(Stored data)

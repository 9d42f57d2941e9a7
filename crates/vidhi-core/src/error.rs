//! Error types for the Vidhi assistant core.

use std::time::Duration;

use serde::{Deserialize, Serialize};
use thiserror::Error;

/// A shared error type for the entire assistant core.
///
/// The conversational, decoder, and finder flows all recover from these
/// locally (error-flagged turns or fixed fallback strings); none of the
/// variants is fatal to the caller.
#[derive(Error, Debug, Clone, Serialize, Deserialize)]
pub enum VidhiError {
    /// The generative backend could not be reached or returned a failure.
    #[error("Backend unavailable: {message}")]
    BackendUnavailable {
        message: String,
        retryable: bool,
        /// Server-requested backoff, from a `Retry-After` header when
        /// the backend sent one.
        retry_after: Option<Duration>,
    },

    /// An uploaded document's mime type is outside the allow-list.
    /// Surfaced before any backend call is attempted.
    #[error("Unsupported media type: {mime}")]
    UnsupportedMediaType { mime: String },

    /// Neither text nor a document was supplied; short-circuited locally.
    #[error("No input to process")]
    EmptyInput,

    /// The geolocation lookup failed; the caller falls back to a
    /// text-only query.
    #[error("Location unavailable: {0}")]
    LocationUnavailable(String),

    /// IO error (file system operations)
    #[error("IO error: {message}")]
    Io { message: String },

    /// Serialization/deserialization error
    #[error("Serialization error: {format} - {message}")]
    Serialization { format: String, message: String },

    /// Configuration error
    #[error("Configuration error: {0}")]
    Config(String),

    /// Internal error (should not happen in normal operation)
    #[error("Internal error: {0}")]
    Internal(String),
}

impl VidhiError {
    /// Creates a BackendUnavailable error.
    pub fn backend(message: impl Into<String>, retryable: bool) -> Self {
        Self::BackendUnavailable {
            message: message.into(),
            retryable,
            retry_after: None,
        }
    }

    /// Creates a BackendUnavailable error carrying a server-requested
    /// backoff delay.
    pub fn backend_with_retry_after(
        message: impl Into<String>,
        retryable: bool,
        delay: Duration,
    ) -> Self {
        Self::BackendUnavailable {
            message: message.into(),
            retryable,
            retry_after: Some(delay),
        }
    }

    /// Creates an UnsupportedMediaType error.
    pub fn unsupported_media(mime: impl Into<String>) -> Self {
        Self::UnsupportedMediaType { mime: mime.into() }
    }

    /// Creates a Config error.
    pub fn config(message: impl Into<String>) -> Self {
        Self::Config(message.into())
    }

    /// Creates an Internal error.
    pub fn internal(message: impl Into<String>) -> Self {
        Self::Internal(message.into())
    }

    /// Check if this is a BackendUnavailable error.
    pub fn is_backend_unavailable(&self) -> bool {
        matches!(self, Self::BackendUnavailable { .. })
    }

    /// Check if the failure is worth retrying (rate limits, transient
    /// network errors).
    pub fn is_retryable(&self) -> bool {
        matches!(self, Self::BackendUnavailable { retryable: true, .. })
    }

    /// The backoff the backend asked for, when it sent one.
    pub fn retry_after(&self) -> Option<Duration> {
        match self {
            Self::BackendUnavailable { retry_after, .. } => *retry_after,
            _ => None,
        }
    }
}

impl From<std::io::Error> for VidhiError {
    fn from(err: std::io::Error) -> Self {
        Self::Io {
            message: format!("{} (kind: {:?})", err, err.kind()),
        }
    }
}

impl From<serde_json::Error> for VidhiError {
    fn from(err: serde_json::Error) -> Self {
        Self::Serialization {
            format: "JSON".to_string(),
            message: err.to_string(),
        }
    }
}

impl From<toml::de::Error> for VidhiError {
    fn from(err: toml::de::Error) -> Self {
        Self::Serialization {
            format: "TOML".to_string(),
            message: err.to_string(),
        }
    }
}

impl From<reqwest::Error> for VidhiError {
    fn from(err: reqwest::Error) -> Self {
        Self::BackendUnavailable {
            retryable: err.is_connect() || err.is_timeout(),
            message: err.to_string(),
            retry_after: None,
        }
    }
}

/// A type alias for `Result<T, VidhiError>`.
pub type Result<T> = std::result::Result<T, VidhiError>;

#[cfg(test)]
mod tests {
    use super::*;

    #[test]
    fn backend_error_reports_retryability() {
        let err = VidhiError::backend("503 from upstream", true);
        assert!(err.is_backend_unavailable());
        assert!(err.is_retryable());

        let err = VidhiError::backend("bad request", false);
        assert!(!err.is_retryable());
    }

    #[test]
    fn retry_after_is_carried_when_present() {
        let err = VidhiError::backend("503 from upstream", true);
        assert_eq!(err.retry_after(), None);

        let err = VidhiError::backend_with_retry_after(
            "rate limited",
            true,
            Duration::from_secs(30),
        );
        assert!(err.is_retryable());
        assert_eq!(err.retry_after(), Some(Duration::from_secs(30)));

        assert_eq!(VidhiError::EmptyInput.retry_after(), None);
    }

    #[test]
    fn unsupported_media_mentions_mime() {
        let err = VidhiError::unsupported_media("application/zip");
        assert!(err.to_string().contains("application/zip"));
    }
}
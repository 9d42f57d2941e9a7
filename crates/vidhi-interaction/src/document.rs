//! Inline document encoding for multimodal requests.

use std::path::Path;

use base64::Engine;
use base64::engine::general_purpose::STANDARD as BASE64_STANDARD;

use vidhi_core::error::{Result, VidhiError};

/// Mime types accepted for document analysis.
pub const SUPPORTED_MEDIA_TYPES: [&str; 4] = [
    "application/pdf",
    "image/png",
    "image/jpeg",
    "image/webp",
];

/// A validated, transport-ready inline representation of an uploaded
/// document: standard base64 of the raw bytes paired with the mime type.
#[derive(Debug, Clone, PartialEq, Eq)]
pub struct InlineDocument {
    mime_type: String,
    data: String,
}

impl InlineDocument {
    /// Encodes raw bytes for inline transport.
    ///
    /// # Errors
    ///
    /// Returns [`VidhiError::UnsupportedMediaType`] when `mime_type` is
    /// outside [`SUPPORTED_MEDIA_TYPES`]. No backend call is involved.
    pub fn encode(bytes: &[u8], mime_type: impl Into<String>) -> Result<Self> {
        let mime_type = mime_type.into();
        if !SUPPORTED_MEDIA_TYPES.contains(&mime_type.as_str()) {
            return Err(VidhiError::unsupported_media(mime_type));
        }

        Ok(Self {
            mime_type,
            data: BASE64_STANDARD.encode(bytes),
        })
    }

    /// Reads a file and encodes it, inferring the mime type from the
    /// extension.
    pub async fn from_path(path: impl AsRef<Path>) -> Result<Self> {
        let path = path.as_ref();
        let mime_type = mime_guess::from_path(path)
            .first_raw()
            .unwrap_or("application/octet-stream")
            .to_string();

        let bytes = tokio::fs::read(path).await?;
        Self::encode(&bytes, mime_type)
    }

    pub fn mime_type(&self) -> &str {
        &self.mime_type
    }

    /// Base64 payload as sent on the wire.
    pub fn data(&self) -> &str {
        &self.data
    }
}

#[cfg(test)]
mod tests {
    use super::*;

    #[test]
    fn rejects_mime_outside_allow_list() {
        let err = InlineDocument::encode(b"PK\x03\x04", "application/zip").unwrap_err();
        assert!(matches!(err, VidhiError::UnsupportedMediaType { .. }));
    }

    #[test]
    fn pdf_round_trips_through_base64() {
        let bytes = b"%PDF-1.7 sample content";
        let doc = InlineDocument::encode(bytes, "application/pdf").unwrap();

        assert_eq!(doc.mime_type(), "application/pdf");
        let decoded = BASE64_STANDARD.decode(doc.data()).unwrap();
        assert_eq!(decoded, bytes);
    }

    #[test]
    fn accepts_every_listed_type() {
        for mime in SUPPORTED_MEDIA_TYPES {
            assert!(InlineDocument::encode(b"\x00", mime).is_ok(), "{mime}");
        }
    }

    #[tokio::test]
    async fn from_path_infers_mime_type() {
        let dir = tempfile::tempdir().unwrap();
        let path = dir.path().join("notice.pdf");
        tokio::fs::write(&path, b"%PDF-1.7").await.unwrap();

        let doc = InlineDocument::from_path(&path).await.unwrap();
        assert_eq!(doc.mime_type(), "application/pdf");
    }

    #[tokio::test]
    async fn from_path_rejects_unknown_extension() {
        let dir = tempfile::tempdir().unwrap();
        let path = dir.path().join("archive.zip");
        tokio::fs::write(&path, b"PK").await.unwrap();

        assert!(InlineDocument::from_path(&path).await.is_err());
    }
}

* **Assigned task**:
Using the data above, reproduce exactly the lines between those holding "recover from these" and "returned a failure.", inclusive, and no others.

* **Solution to the exercise**:
/// The conversational, decoder, and finder flows all recover from these
/// locally (error-flagged turns or fixed fallback strings); none of the
/// variants is fatal to the caller.
#[derive(Error, Debug, Clone, Serialize, Deserialize)]
pub enum VidhiError {
    /// The generative backend could not be reached or returned a failure.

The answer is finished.